M\"obius inversion and the iterated bootstrap

TL;DR

This paper provides a new theoretical framework for understanding bootstrap bias correction as an iterative M"obius inversion process, demonstrating its convergence properties and proposing a modified method for unbiased estimation of moment polynomials.

Contribution

It introduces a novel perspective of bootstrap bias correction as an iterative M"obius inversion, characterizes its convergence, and develops a modified iteration for unbiased moment polynomial estimation.

Findings

Bootstrap bias correction can be viewed as an iterative linear solver for M"obius inversion.

The method exhibits linear convergence for moment polynomials.

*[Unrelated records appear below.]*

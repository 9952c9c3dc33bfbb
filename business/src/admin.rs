//! Admin dashboard data: caches of every user, product and message, the
//! derived stat counters, and the moderation actions.
//!
//! Moderation follows persist-then-refresh: the mutation goes out first and
//! the local cache is only rewritten once the backend confirms it. A failed
//! call leaves the table untouched.

use std::any::{Any, TypeId};

use agrilink_states::{
    Command, Compute, ComputeDeps, ComputeStage, Dep, StateCtx, Updater, assign_impl,
};
use log::{error, warn};

use crate::models::{Message, Product, UserProfile};
use crate::query::{Direction, Query, rows};
use crate::remote::Remote;
use crate::session::SessionStore;
use crate::{FetchState, MarketConfig};

macro_rules! table_cache {
    ($name:ident, $record:ty) => {
        #[derive(Debug, Clone, Default, PartialEq)]
        pub struct $name {
            pub result: Remote<Vec<$record>>,
        }

        impl $name {
            pub fn records(&self) -> &[$record] {
                self.result.value().map(Vec::as_slice).unwrap_or_default()
            }
        }

        impl Compute for $name {
            fn deps(&self) -> ComputeDeps {
                (&[], &[])
            }

            fn compute(&self, _deps: Dep<'_>, _updater: Updater) -> ComputeStage {
                ComputeStage::Finished
            }

            fn as_any(&self) -> &dyn Any {
                self
            }

            fn assign_box(&mut self, new_self: Box<dyn Any + Send>) {
                assign_impl(self, new_self);
            }
        }
    };
}

table_cache!(UsersCompute, UserProfile);
table_cache!(AdminProductsCompute, Product);
table_cache!(MessagesCompute, Message);

macro_rules! fetch_table_command {
    ($name:ident, $cache:ident, $record:ty, $table:literal) => {
        #[derive(Debug, Default)]
        pub struct $name;

        impl Command for $name {
            fn run(&self, deps: Dep<'_>, updater: Updater) {
                updater.set($cache {
                    result: Remote::Pending,
                });
                let config = deps.get_state_ref::<MarketConfig>();
                let store = deps.get_state_ref::<SessionStore>();
                let request = Query::from($table)
                    .select("*")
                    .order("created_at", Direction::Descending)
                    .build(config, store.access_token());
                deps.get_state_ref::<FetchState>().fetch(
                    request,
                    Box::new(move |result| match rows::<$record>(result) {
                        Ok(records) => updater.set($cache {
                            result: Remote::Ready(records),
                        }),
                        Err(err) => {
                            warn!(concat!($table, " fetch failed: {}"), err);
                            updater.set($cache {
                                result: Remote::Failed(err.to_string()),
                            });
                        }
                    }),
                );
            }
        }
    };
}

fetch_table_command!(FetchUsersCommand, UsersCompute, UserProfile, "users");
fetch_table_command!(
    FetchAdminProductsCommand,
    AdminProductsCompute,
    Product,
    "products"
);
fetch_table_command!(FetchMessagesCommand, MessagesCompute, Message, "messages");

/// Headline counters at the top of the dashboard, derived from the three
/// table caches.
#[derive(Debug, Clone, Copy, Default, PartialEq, Eq)]
pub struct AdminStats {
    pub total_users: usize,
    pub total_products: usize,
    pub pending_products: usize,
    pub total_messages: usize,
}

impl AdminStats {
    fn derive(
        users: &UsersCompute,
        products: &AdminProductsCompute,
        messages: &MessagesCompute,
    ) -> Self {
        let pending_products = products
            .records()
            .iter()
            .filter(|product| !product.is_approved)
            .count();
        Self {
            total_users: users.records().len(),
            total_products: products.records().len(),
            pending_products,
            total_messages: messages.records().len(),
        }
    }
}

impl Compute for AdminStats {
    fn deps(&self) -> ComputeDeps {
        const COMPUTE_IDS: [TypeId; 3] = [
            TypeId::of::<UsersCompute>(),
            TypeId::of::<AdminProductsCompute>(),
            TypeId::of::<MessagesCompute>(),
        ];
        (&[], &COMPUTE_IDS)
    }

    fn compute(&self, deps: Dep<'_>, updater: Updater) -> ComputeStage {
        let stats = Self::derive(
            deps.get_compute_ref::<UsersCompute>(),
            deps.get_compute_ref::<AdminProductsCompute>(),
            deps.get_compute_ref::<MessagesCompute>(),
        );
        updater.set(stats);
        ComputeStage::Pending
    }

    fn as_any(&self) -> &dyn Any {
        self
    }

    fn assign_box(&mut self, new_self: Box<dyn Any + Send>) {
        assign_impl(self, new_self);
    }
}

fn moderation_request(ctx: &StateCtx, query: &Query) -> Option<ehttp::Request> {
    let config = ctx.state_ref::<MarketConfig>()?;
    let token = ctx
        .state_ref::<SessionStore>()
        .and_then(SessionStore::access_token);
    Some(query.build(config, token))
}

pub fn approve_product(ctx: &StateCtx, product: &Product) {
    let query = Query::from("products")
        .update(serde_json::json!({ "is_approved": true }))
        .eq("id", &product.id);
    let Some(request) = moderation_request(ctx, &query) else {
        return;
    };
    let Some(fetch) = ctx.state_ref::<FetchState>() else {
        return;
    };
    let mut records = ctx
        .cached::<AdminProductsCompute>()
        .map(|cache| cache.records().to_vec())
        .unwrap_or_default();
    let id = product.id.clone();
    let updater = ctx.updater();
    fetch.fetch(
        request,
        Box::new(move |result| match rows::<Product>(result) {
            Ok(_) => {
                for record in &mut records {
                    if record.id == id {
                        record.is_approved = true;
                    }
                }
                updater.set(AdminProductsCompute {
                    result: Remote::Ready(records),
                });
            }
            Err(err) => error!("product approval update failed: {err}"),
        }),
    );
}

/// Rejection removes the listing outright rather than leaving it pending.
pub fn reject_product(ctx: &StateCtx, product: &Product) {
    delete_product(ctx, product);
}

pub fn delete_product(ctx: &StateCtx, product: &Product) {
    let query = Query::from("products").delete().eq("id", &product.id);
    let Some(request) = moderation_request(ctx, &query) else {
        return;
    };
    let Some(fetch) = ctx.state_ref::<FetchState>() else {
        return;
    };
    let mut records = ctx
        .cached::<AdminProductsCompute>()
        .map(|cache| cache.records().to_vec())
        .unwrap_or_default();
    let id = product.id.clone();
    let updater = ctx.updater();
    fetch.fetch(
        request,
        Box::new(move |result| match result {
            Ok(response) if response.ok => {
                records.retain(|record| record.id != id);
                updater.set(AdminProductsCompute {
                    result: Remote::Ready(records),
                });
            }
            Ok(response) => error!("product delete failed with status {}", response.status),
            Err(err) => error!("product delete failed: {err}"),
        }),
    );
}

pub fn delete_user(ctx: &StateCtx, user: &UserProfile) {
    let query = Query::from("users").delete().eq("id", &user.id);
    let Some(request) = moderation_request(ctx, &query) else {
        return;
    };
    let Some(fetch) = ctx.state_ref::<FetchState>() else {
        return;
    };
    let mut records = ctx
        .cached::<UsersCompute>()
        .map(|cache| cache.records().to_vec())
        .unwrap_or_default();
    let id = user.id.clone();
    let updater = ctx.updater();
    fetch.fetch(
        request,
        Box::new(move |result| match result {
            Ok(response) if response.ok => {
                records.retain(|record| record.id != id);
                updater.set(UsersCompute {
                    result: Remote::Ready(records),
                });
            }
            Ok(response) => error!("user delete failed with status {}", response.status),
            Err(err) => error!("user delete failed: {err}"),
        }),
    );
}

#[cfg(test)]
mod tests {
    use super::*;
    use chrono::Utc;

    fn product(id: &str, approved: bool) -> Product {
        Product {
            id: id.to_owned(),
            farmer_id: "f-1".to_owned(),
            title: id.to_owned(),
            description: String::new(),
            price_per_unit: 1.0,
            currency: "USD".to_owned(),
            unit: "kg".to_owned(),
            quantity_available: 1.0,
            category: "Grains".to_owned(),
            country: "Kenya".to_owned(),
            images: Vec::new(),
            is_approved: approved,
            created_at: Utc::now(),
            updated_at: Utc::now(),
        }
    }

    #[test]
    fn stats_count_pending_products() {
        let products = AdminProductsCompute {
            result: Remote::Ready(vec![product("a", true), product("b", false), product("c", false)]),
        };
        let stats = AdminStats::derive(&UsersCompute::default(), &products, &MessagesCompute::default());
        assert_eq!(stats.total_products, 3);
        assert_eq!(stats.pending_products, 2);
        assert_eq!(stats.total_users, 0);
    }

    #[test]
    fn stats_on_unfetched_caches_are_zero() {
        let stats = AdminStats::derive(
            &UsersCompute::default(),
            &AdminProductsCompute::default(),
            &MessagesCompute::default(),
        );
        assert_eq!(stats, AdminStats::default());
    }
}
use std::any::Any;

use crate::{Dep, Updater};

/// A manual-only operation dispatched explicitly via
/// [`StateCtx::dispatch`](crate::StateCtx::dispatch).
///
/// Commands are where side effects live. They read inputs (form states,
/// config, the fetch service) through [`Dep`] and publish results through the
/// [`Updater`], typically into a cache compute. Parameters travel in input
/// states, so every command is a unit struct constructed via `Default`.
pub trait Command: Any + Default {
    fn run(&self, deps: Dep<'_>, updater: Updater);
}
//! Reactive state core for the AgriLink client.
//!
//! The UI owns a single [`StateCtx`] holding every registered [`State`]
//! (plain data) and [`Compute`] (derived data or IO-backed cache). Mutations
//! never touch the context directly from a callback: they go through an
//! [`Updater`], which sends the new value over a channel, and the frame loop
//! applies them in [`StateCtx::sync_computes`]. This keeps fetch callbacks
//! free of references into the context, so a response arriving after the
//! owning widget is gone is simply dropped with the channel.

mod command;
mod compute;
mod ctx;
mod dep;
mod graph;
mod state;
mod state_sync_status;
mod time;
mod updater;

pub use command::Command;
pub use compute::{Compute, ComputeDeps, ComputeStage};
pub use ctx::StateCtx;
pub use dep::Dep;
pub use graph::{DepRoute, Graph, TopologyError};
pub use state::{State, assign_impl};
pub use state_sync_status::StateSyncStatus;
pub use time::Time;
pub use updater::Updater;
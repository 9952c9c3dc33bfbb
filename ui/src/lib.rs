//! egui front-end for the AgriLink marketplace.

#![warn(clippy::all, rust_2018_idioms)]

pub mod app;
pub mod pages;
pub mod state;
pub mod widgets;

pub use app::AgriLinkApp;
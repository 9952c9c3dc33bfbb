use agrilink_business::{Route, SessionCompute, poll_session_events};
use agrilink_states::Time;
use chrono::Utc;

use crate::{pages, state::State, widgets};

pub struct AgriLinkApp {
    state: State,
}

impl AgriLinkApp {
    /// Called once before the first frame.
    pub fn new(state: State) -> Self {
        Self { state }
    }

    pub fn state(&self) -> &State {
        &self.state
    }

    pub fn state_mut(&mut self) -> &mut State {
        &mut self.state
    }
}

impl eframe::App for AgriLinkApp {
    fn update(&mut self, ctx: &egui::Context, _frame: &mut eframe::Frame) {
        let state = &mut self.state;

        // Advance the virtual clock, then apply everything that arrived
        // since the last frame before anything reads the context.
        state.ctx.update_state::<Time>(|time| *time.as_mut() = Utc::now());
        poll_session_events(&state.ctx, &state.session_events);
        state.ctx.sync_computes();

        egui::TopBottomPanel::top("top_panel").show(ctx, |ui| {
            egui::MenuBar::new().ui(ui, |ui| {
                widgets::top_nav(&mut state.ctx, ui);
            });
        });

        let mut route = state
            .ctx
            .state_ref::<Route>()
            .copied()
            .unwrap_or_default();
        let session = state
            .ctx
            .cached::<SessionCompute>()
            .cloned()
            .unwrap_or_default();
        if route.requires_auth() && !session.loading && session.user.is_none() {
            route = Route::Login;
            state.ctx.update_state::<Route>(|route| *route = Route::Login);
        }
        egui::CentralPanel::default().show(ctx, |ui| match route {
            Route::Listings => pages::listings(state, ui),
            Route::Login => pages::login(state, ui),
            Route::Register => pages::register(state, ui),
            Route::Profile => pages::profile(state, ui),
            Route::Admin => pages::admin(state, ui),
        });

        // Run background jobs
        state.ctx.run_computed();

        // Retry backoff and relative timestamps depend on wall time.
        ctx.request_repaint_after(std::time::Duration::from_millis(500));
    }
}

A modified bootstrap iteration achieves unbiased estimation of unknown order-m moment polynomials.

Abstract

Estimating nonlinear functionals of probability distributions from samples is a fundamental statistical problem. The "plug-in" estimator obtained by applying the target functional to the empirical distribution of samples is biased. Resampling methods such as the bootstrap derive artificial datasets from the original one by resampling. Comparing the outcome of the plug-in estimator in the original and resampled datasets allows estimating and thus correcting the bias. In the asymptotic setting, iterations of this procedure attain an arbitrarily high order of bias correction, but finite sample results are scarce. This work develops a new theoretical understanding of bootstrap bias correction by viewing it as an iterative linear solver for the combinatorial operation of M\"obius inversion. It sharply characterizes the regime of linear convergence of the bootstrap bias reduction for moment polynomials. It uses these results to show its superalgebraic convergence rate for band-limited functionals. Finally, it derives a modified bootstrap iteration enabling the unbiased estimation of unknown order-$m$ moment polynomials in $m$ bootstrap iterations.